_THE INPUT_.
======
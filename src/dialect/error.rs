use std::fmt::Display;

use super::header::HeaderError;
use super::lexer::LexerError;
use super::profile::ProfileError;
use super::registry::RegistryError;
use super::rewrite::RewriteError;
use super::table::TableError;
use super::Span;

/// Wraps an error that was caused by a specific piece of source text.
///
/// This type captures the metadata which is common to every error raised
/// while reading text: the line the error occurred on and the exact span of
/// the offending text.  The `inner` error carries the stage specific detail.
#[derive(Clone, Debug, PartialEq)]
pub struct Located<IE> {
    line: u32,
    span: Span,
    inner: IE,
}

impl<IE> Located<IE> {
    pub fn new(line: u32, span: Span, inner: IE) -> Self {
        Located { line, span, inner }
    }

    pub fn inner(&self) -> &IE {
        &self.inner
    }

    pub fn into_inner(self) -> IE {
        self.inner
    }

    pub fn line(&self) -> u32 {
        self.line
    }

    pub fn span(&self) -> Span {
        self.span
    }

    /// Converts the inner error into another error type while keeping the
    /// location.
    pub fn map<F, OE>(self, f: F) -> Located<OE>
    where
        F: FnOnce(IE) -> OE,
    {
        Located {
            line: self.line,
            span: self.span,
            inner: f(self.inner),
        }
    }
}

impl<IE: Display> Display for Located<IE> {
    fn fmt(&self, f: &mut std::fmt::Formatter<'_>) -> std::fmt::Result {
        write!(f, "L{}: {}", self.line, self.inner)
    }
}

impl<IE: Display + std::fmt::Debug> std::error::Error for Located<IE> {}

/// Every error which can surface from loading dialect tables or applying
/// them.  Used by callers which drive several stages at once.
#[derive(Debug)]
pub enum DialectError {
    Registry(RegistryError),
    Profile(ProfileError),
    Header {
        source: String,
        error: Located<HeaderError>,
    },
    Rewrite {
        source: String,
        error: Located<RewriteError>,
    },
    Table(TableError),
    Io(String, std::io::Error),
}

impl Display for DialectError {
    fn fmt(&self, f: &mut std::fmt::Formatter<'_>) -> std::fmt::Result {
        match self {
            DialectError::Registry(e) => write!(f, "{}", e),
            DialectError::Profile(e) => write!(f, "{}", e),
            DialectError::Header { source, error } => {
                write!(f, "{}:{}: {}", source, error.line(), error.inner())
            }
            DialectError::Rewrite { source, error } => {
                write!(f, "{}:{}: {}", source, error.line(), error.inner())
            }
            DialectError::Table(e) => write!(f, "{}", e),
            DialectError::Io(path, e) => write!(f, "{}: {}", path, e),
        }
    }
}

impl std::error::Error for DialectError {}

impl From<RegistryError> for DialectError {
    fn from(e: RegistryError) -> Self {
        DialectError::Registry(e)
    }
}

impl From<ProfileError> for DialectError {
    fn from(e: ProfileError) -> Self {
        DialectError::Profile(e)
    }
}

impl From<TableError> for DialectError {
    fn from(e: TableError) -> Self {
        DialectError::Table(e)
    }
}

impl From<Located<LexerError>> for Located<HeaderError> {
    fn from(e: Located<LexerError>) -> Self {
        e.map(HeaderError::Lexer)
    }
}

impl From<Located<LexerError>> for Located<RewriteError> {
    fn from(e: Located<LexerError>) -> Self {
        e.map(RewriteError::Lexer)
    }
}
======
_REQUIRED ACTION_. Once the line containing "every error raised" has been retyped, stop. Begin at the first line of the material and reproduce every line up to it exactly.

_TASK OUTPUT_.
filename src/dialect/error.rs
use std::fmt::Display;

use super::header::HeaderError;
use super::lexer::LexerError;
use super::profile::ProfileError;
use super::registry::RegistryError;
use super::rewrite::RewriteError;
use super::table::TableError;
use super::Span;

/// Wraps an error that was caused by a specific piece of source text.
///
/// This type captures the metadata which is common to every error raised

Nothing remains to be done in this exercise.